Risk vs. Reward: What Security Leaders Need to Know When Using Agentic AI
A group of masked thieves shocked the world when they stole more than $100 million worth of crown jewels from the Louvre in broad daylight last October, slipping in and out in less than 7 minutes.
The security industry was also shocked. Practitioners rushed to understand the failures that allowed the culprits to pull off such a bold heist. Amid the post-mortem discussions, some security leaders also made a strong declaration: artificial intelligence (AI) could have stopped this.
In many cases, these calls came from security leaders who sell AI-powered security technologies (and thus have a vested interest in the technology). But they do have a point. The investigation into the theft, ordered by France’s culture ministry, found that while video surveillance captured the heist, the footage was not being monitored in real-time. It took up to 8 minutes for security guards in the museum’s control room to switch to that specific live feed because the control room did not have enough screens to simultaneously watch all the live feeds. Police arrived at the scene just 30 seconds after the thieves fled.
“For those precious 30 seconds, all it would have taken was a slightly faster alert from the control room agents if they had been able to see the camera sooner, and a longer window break-in resistance time than was observed,” said Noël Corbin, chief of general inspection of cultural affairs, according to Reuters.

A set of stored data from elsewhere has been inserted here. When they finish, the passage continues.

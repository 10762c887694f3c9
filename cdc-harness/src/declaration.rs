//! Declarative description of what a test suite needs.

use crate::types::Identifier;

/// Immutable per-suite descriptor read by the orchestrator.
///
/// Carries the connector under test, the resources to start before it, the static
/// configuration overrides and an optional user callback. Build one with
/// [`TestDeclaration::builder`].
#[derive(Debug, Clone, PartialEq, Eq)]
pub struct TestDeclaration {
    connector: Identifier,
    resources: Vec<Identifier>,
    overrides: Vec<(String, String)>,
    callback: Option<Identifier>,
}

impl TestDeclaration {
    /// Starts a declaration for the connector registered under `connector`.
    pub fn builder(connector: impl Into<Identifier>) -> TestDeclarationBuilder {
        TestDeclarationBuilder {
            declaration: TestDeclaration {
                connector: connector.into(),
                resources: Vec::new(),
                overrides: Vec::new(),
                callback: None,
            },
        }
    }

    pub fn connector(&self) -> &str {
        &self.connector
    }

    /// Resource identifiers in declaration order.
    pub fn resources(&self) -> &[Identifier] {
        &self.resources
    }

    /// Static configuration overrides in declaration order.
    pub fn overrides(&self) -> &[(String, String)] {
        &self.overrides
    }

    pub fn callback(&self) -> Option<&str> {
        self.callback.as_deref()
    }
}

/// Builder for [`TestDeclaration`].
#[derive(Debug, Clone)]
pub struct TestDeclarationBuilder {
    declaration: TestDeclaration,
}

impl TestDeclarationBuilder {
    /// Appends a resource. Resources start in the order they are added.
    pub fn resource(mut self, resource: impl Into<Identifier>) -> Self {
        self.declaration.resources.push(resource.into());
        self
    }

    /// Appends a static configuration override.
    ///
    /// When the same key is declared twice the later value wins.
    pub fn config(mut self, key: impl Into<String>, value: impl Into<String>) -> Self {
        self.declaration
            .overrides
            .push((key.into(), value.into()));
        self
    }

    /// Sets the user callback composed after the built-in state tracker.
    pub fn callback(mut self, callback: impl Into<Identifier>) -> Self {
        self.declaration.callback = Some(callback.into());
        self
    }

    pub fn build(self) -> TestDeclaration {
        self.declaration
    }
}
mod common;

use cdc_harness::declaration::TestDeclaration;
use cdc_harness::error::ErrorKind;
use cdc_harness::harness_error;
use cdc_harness::suite::{TestOutcome, TestSuite};
use cdc_harness_config::shared::Lifecycle;
use cdc_harness_telemetry::init_test_tracing;

use crate::common::{CallLog, fast_config, registry};

#[tokio::test(flavor = "multi_thread")]
async fn per_suite_lifecycle_shares_one_engine() {
    init_test_tracing();
    let log = CallLog::new();

    let report = TestSuite::new("per_suite", registry(&log))
        .declare(TestDeclaration::builder("scripted").resource("a").build())
        .config(fast_config(Lifecycle::PerSuite))
        .test("sees_running_engine", |engine| async move {
            assert!(engine.is_running());
            Ok(())
        })
        .test("sees_merged_configuration", |engine| async move {
            assert_eq!(engine.get_configuration_value("port"), Some("5432"));
            Ok(())
        })
        .run()
        .await
        .unwrap();

    report.assert_success();
    assert_eq!(report.passed(), 2);
    assert_eq!(log.count("resource:a:start"), 1);
    assert_eq!(log.count("connector:start:scripted"), 1);
    assert_eq!(log.count("resource:a:stop"), 1);
}

#[tokio::test(flavor = "multi_thread")]
async fn per_test_lifecycle_sets_up_around_every_test() {
    init_test_tracing();
    let log = CallLog::new();

    let report = TestSuite::new("per_test", registry(&log))
        .declare(TestDeclaration::builder("scripted").resource("a").build())
        .config(fast_config(Lifecycle::PerTest))
        .test("first", |engine| async move {
            engine.wait_for_n_events(3).await.notified().await;
            Ok(())
        })
        .test("second", |engine| async move {
            // A fresh connector replays its events from the start.
            engine.wait_for_n_events(3).await.notified().await;
            assert_eq!(engine.events().await[0].position, 1);
            Ok(())
        })
        .run()
        .await
        .unwrap();

    report.assert_success();
    assert_eq!(log.count("resource:a:start"), 2);
    assert_eq!(log.count("connector:start:scripted"), 2);
    assert_eq!(log.count("connector:stop"), 2);
    assert_eq!(log.count("resource:a:stop"), 2);
}

#[tokio::test(flavor = "multi_thread")]
async fn failing_and_panicking_bodies_fail_only_their_test() {
    init_test_tracing();
    let log = CallLog::new();

    let report = TestSuite::new("mixed", registry(&log))
        .declare(TestDeclaration::builder("scripted").resource("a").build())
        .config(fast_config(Lifecycle::PerSuite))
        .test("returns_error", |_| async {
            Err(harness_error!(ErrorKind::Unknown, "row count mismatch"))
        })
        .test("panics", |_| async {
            panic!("assertion inside the body");
        })
        .test("passes", |engine| async move {
            assert!(engine.is_running());
            Ok(())
        })
        .run()
        .await
        .unwrap();

    assert!(!report.is_success());
    assert_eq!(report.failed(), 2);
    assert_eq!(report.outcome("passes"), Some(&TestOutcome::Passed));

    match report.outcome("returns_error") {
        Some(TestOutcome::Failed(err)) => {
            assert_eq!(err.kind(), ErrorKind::TestFailed);
            assert!(err.detail().unwrap().contains("row count mismatch"));
        }
        other => panic!("unexpected outcome: {other:?}"),
    }

    match report.outcome("panics") {
        Some(TestOutcome::Failed(err)) => {
            assert_eq!(err.kind(), ErrorKind::TestPanic);
            assert_eq!(err.detail(), Some("assertion inside the body"));
        }
        other => panic!("unexpected outcome: {other:?}"),
    }

    // Teardown still ran after the failures.
    assert_eq!(log.count("resource:a:stop"), 1);
}

#[tokio::test(flavor = "multi_thread")]
async fn resolution_failures_fail_the_test_and_still_tear_down() {
    init_test_tracing();
    let log = CallLog::new();

    let report = TestSuite::new("refusing", registry(&log))
        .declare(TestDeclaration::builder("refusing").resource("a").build())
        .config(fast_config(Lifecycle::PerSuite))
        .test("never_runs", |_| async { Ok(()) })
        .run()
        .await
        .unwrap();

    match report.outcome("never_runs") {
        Some(TestOutcome::Failed(err)) => assert_eq!(err.kind(), ErrorKind::EngineNotRunning),
        other => panic!("unexpected outcome: {other:?}"),
    }
    assert!(log.contains("resource:a:stop"));
}

#[tokio::test(flavor = "multi_thread")]
async fn setup_errors_abort_the_suite() {
    init_test_tracing();
    let log = CallLog::new();

    let err = TestSuite::new("broken", registry(&log))
        .declare(
            TestDeclaration::builder("scripted")
                .resource("failing_start")
                .build(),
        )
        .config(fast_config(Lifecycle::PerSuite))
        .test("never_runs", |_| async { Ok(()) })
        .run()
        .await
        .unwrap_err();

    assert_eq!(err.kind(), ErrorKind::ResourceStartFailed);
    assert!(!log.contains("connector:start:scripted"));
}

#[tokio::test(flavor = "multi_thread")]
async fn undeclared_suites_are_inert() {
    init_test_tracing();
    let log = CallLog::new();

    let report = TestSuite::new("undeclared", registry(&log))
        .test("skipped", |_| async { Ok(()) })
        .run()
        .await
        .unwrap();

    assert!(report.is_success());
    assert_eq!(
        report.outcome("skipped"),
        Some(&TestOutcome::Skipped("no connector declared".to_owned()))
    );
    assert!(log.calls().is_empty());
}
mod base;
mod connection;
mod harness;

pub use base::*;
pub use connection::*;
pub use harness::*;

In security settings, AI can process vast amounts of data from multiple sources simultaneously and in real-time, making it possible to parse through immensely more footage, identify anomalies, and detect patterns beyond what human eyes could view or make sense of in the same timeframe.

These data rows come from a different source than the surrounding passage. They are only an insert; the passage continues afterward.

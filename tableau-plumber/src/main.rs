use anyhow::Result;
use clap::Parser;
use tableau_plumber::cli::{run, Cli};
use tracing_subscriber::EnvFilter;

#[tokio::main]
async fn main() -> Result<()> {
    // Load environment
    dotenvy::dotenv().ok();

    // Logs go to stderr so command output on stdout stays machine-readable.
    tracing_subscriber::fmt()
        .with_env_filter(EnvFilter::try_from_default_env().unwrap_or_else(|_| EnvFilter::new("info")))
        .with_writer(std::io::stderr)
        .init();
    tracing::info!("CLI application startup: tracing initialised, environment loaded");

    let cli = Cli::parse();
    tracing::info!("CLI arguments parsed, invoking run");
    let result = run(cli).await;
    match &result {
        Ok(_) => tracing::info!("CLI completed successfully"),
        Err(e) => tracing::error!(error = %e, "CLI exited with error"),
    }
    result
}
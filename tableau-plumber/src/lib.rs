pub mod cli;
pub mod hyper;
pub mod load_config;
pub mod rest;

pub use cli::{run, Cli, Commands};
//! Data source publishing and job-producing operations.
//!
//! Each operation resolves its target by name first (see [`crate::search`])
//! and then issues exactly one remote call inside its own scoped session.
//! Targets that cannot be found are logged and reported as `Ok(None)`.

use std::path::{Path, PathBuf};
use tracing::{error, info, warn};

use crate::config::pause;
use crate::contract::{NewDatasource, ServerClient, WriteMode};
use crate::error::PlumberError;
use crate::items::{DatasourceItem, ItemType, JobItem, RemoteItem};
use crate::search::find_typed;
use crate::session::Session;

#[derive(Debug, Clone, PartialEq, Eq)]
pub struct PublishRequest {
    pub project_name: String,
    pub extract_path: PathBuf,
    /// Name for the published source; `None` uses the extract file stem.
    pub data_source_name: Option<String>,
    pub write_mode: WriteMode,
}

impl PublishRequest {
    pub fn new(project_name: impl Into<String>, extract_path: impl Into<PathBuf>) -> Self {
        Self {
            project_name: project_name.into(),
            extract_path: extract_path.into(),
            data_source_name: None,
            write_mode: WriteMode::CreateNew,
        }
    }
}

/// Picks the write mode actually sent for a named publish.
///
/// An existing source turns `CreateNew` into `Overwrite`; a missing source
/// always means `CreateNew`.
pub fn effective_write_mode(requested: WriteMode, source_exists: bool) -> WriteMode {
    match (source_exists, requested) {
        (true, WriteMode::CreateNew) => WriteMode::Overwrite,
        (true, mode) => mode,
        (false, _) => WriteMode::CreateNew,
    }
}

fn file_stem(path: &Path) -> Result<String, PlumberError> {
    path.file_stem()
        .map(|s| s.to_string_lossy().into_owned())
        .filter(|s| !s.is_empty())
        .ok_or_else(|| {
            PlumberError::InvalidArgument(format!("{} has no file name", path.display()))
        })
}

/// Publishes an extract file as a data source in the named project.
pub async fn publish_datasource<C: ServerClient>(
    session: &Session<C>,
    request: &PublishRequest,
) -> Result<DatasourceItem, PlumberError> {
    if request.project_name.trim().is_empty() {
        error!("No project specified");
        return Err(PlumberError::InvalidArgument(
            "no project specified".to_string(),
        ));
    }

    let project_id = match find_typed(session, ItemType::Project, &request.project_name, None)
        .await?
    {
        Some(RemoteItem::Project(p)) => p.id,
        _ => {
            error!(project = %request.project_name, "No project found");
            return Err(PlumberError::not_found(
                ItemType::Project,
                request.project_name.clone(),
            ));
        }
    };

    let (name, mode) = match &request.data_source_name {
        Some(name) => {
            let exists = find_typed(session, ItemType::Datasource, name, None)
                .await?
                .is_some();
            let mode = effective_write_mode(request.write_mode, exists);
            info!(data_source = %name, exists, mode = %mode, "New datasource item created");
            (name.clone(), mode)
        }
        None => (file_stem(&request.extract_path)?, request.write_mode),
    };

    let datasource = NewDatasource { project_id, name };
    let client = session.client();
    let result = session
        .scoped(client.publish_datasource(&datasource, &request.extract_path, mode))
        .await;

    match &result {
        Ok(published) => info!(
            data_source = %published.name,
            id = %published.id,
            mode = %mode,
            "Data Source has been successfully published"
        ),
        Err(e) => error!(error = %e, "Data Source publishing failed"),
    }
    result
}

/// Starts an extract refresh of the named data source.
pub async fn refresh_datasource<C: ServerClient>(
    session: &Session<C>,
    source_name: &str,
) -> Result<Option<JobItem>, PlumberError> {
    let Some(RemoteItem::Datasource(source)) =
        find_typed(session, ItemType::Datasource, source_name, None).await?
    else {
        warn!(source = %source_name, "No datasources found. Please enter a valid source name");
        return Ok(None);
    };

    let client = session.client();
    let job = session
        .scoped(client.refresh_datasource(&source.id))
        .await
        .map_err(|e| {
            error!(error = %e, source = %source_name, "Source refresh failed");
            e
        })?;
    pause(session.pacing().after_job).await;
    log_job(&job);
    Ok(Some(job))
}

/// Starts a refresh of the named workbook's extracts.
pub async fn refresh_workbook<C: ServerClient>(
    session: &Session<C>,
    workbook_name: &str,
) -> Result<Option<JobItem>, PlumberError> {
    let Some(RemoteItem::Workbook(workbook)) =
        find_typed(session, ItemType::Workbook, workbook_name, None).await?
    else {
        warn!(workbook = %workbook_name, "No workbooks found. Please enter a valid workbook name");
        return Ok(None);
    };

    let client = session.client();
    let job = session
        .scoped(client.refresh_workbook(&workbook.id))
        .await
        .map_err(|e| {
            error!(error = %e, workbook = %workbook_name, "Workbook refresh failed");
            e
        })?;
    pause(session.pacing().after_job).await;
    info!(workbook = %workbook_name.to_uppercase(), job_id = %job.id, "Workbook has been refreshed");
    Ok(Some(job))
}

/// Deletes the named data source and returns what was deleted.
pub async fn delete_datasource<C: ServerClient>(
    session: &Session<C>,
    source_name: &str,
) -> Result<Option<DatasourceItem>, PlumberError> {
    let Some(RemoteItem::Datasource(source)) =
        find_typed(session, ItemType::Datasource, source_name, None).await?
    else {
        warn!(source = %source_name, "No datasources found. Please enter a valid source name");
        return Ok(None);
    };
    info!(source = %source.name, id = %source.id, "Deleting data source");

    let client = session.client();
    session
        .scoped(client.delete_datasource(&source.id))
        .await
        .map_err(|e| {
            error!(error = %e, source = %source_name, "Source deletion failed");
            e
        })?;
    pause(session.pacing().after_job).await;
    info!(source = %source.name, "Data source has been deleted successfully");
    Ok(Some(source))
}

/// Current state of a job, e.g. one returned by a refresh.
pub async fn job_status<C: ServerClient>(
    session: &Session<C>,
    job_id: &str,
) -> Result<JobItem, PlumberError> {
    if job_id.trim().is_empty() {
        return Err(PlumberError::InvalidArgument("empty job id".to_string()));
    }
    let client = session.client();
    let job = session.scoped(client.get_job(job_id)).await?;
    log_job(&job);
    Ok(job)
}

fn log_job(job: &JobItem) {
    info!(
        job_id = %job.id,
        created_at = ?job.created_at,
        completed_at = ?job.completed_at,
        finish_code = ?job.finish_code,
        "Job state"
    );
}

Now agentic AI, a new iteration of AI technology, could take this ability a step further by using AI agents to make decisions and act independently to carry out a complex sequence of tasks. Agentic AI-powered security systems would go beyond spotting potential security incidents to making a judgement call about the observed data and how to respond to it.
An increasing number of security technology vendors are now offering agentic-powered solutions designed to autonomously triage incidents, clear false alarms, validate access events, and even initiate and carry out deterrence and containment responses.
“I do think [AI] is going to improve the way we do business,” Jeffrey Slotnick, CPP, PSP, president of Setracon Enterprise Security Risk Management Services, tells Security Technology.
At the same time, this technology is still very much in its early stages, and it introduces new kinds of risks that practitioners will need to manage. Liability and security experts say organizations need to bolster their governance and risk assessment processes, as well as their technology posture, when exploring the potential benefits of agentic AI.
“Agents are going to be capable of doing a lot more in a short period of time,” says Brandon Reilly, partner and leader of privacy and data security at legal and consulting firm Manatt. “So, there is this scalability that promises insane innovation and efficiency, but with it brings real challenges to monitoring, transparency, and incident escalation.”
How Security is Using AI
At its core, the potential for agentic AI in security centers around making it possible to better detect events and act on them in ways that were simply not possible before.
Consider fraudulent slip and fall claims. Scammers often intentionally wait out the retention period for which a company holds onto camera footage before filing their fraudulent claim. Delaying their claim means that any security footage the company could use as a defense has often been deleted or recorded over.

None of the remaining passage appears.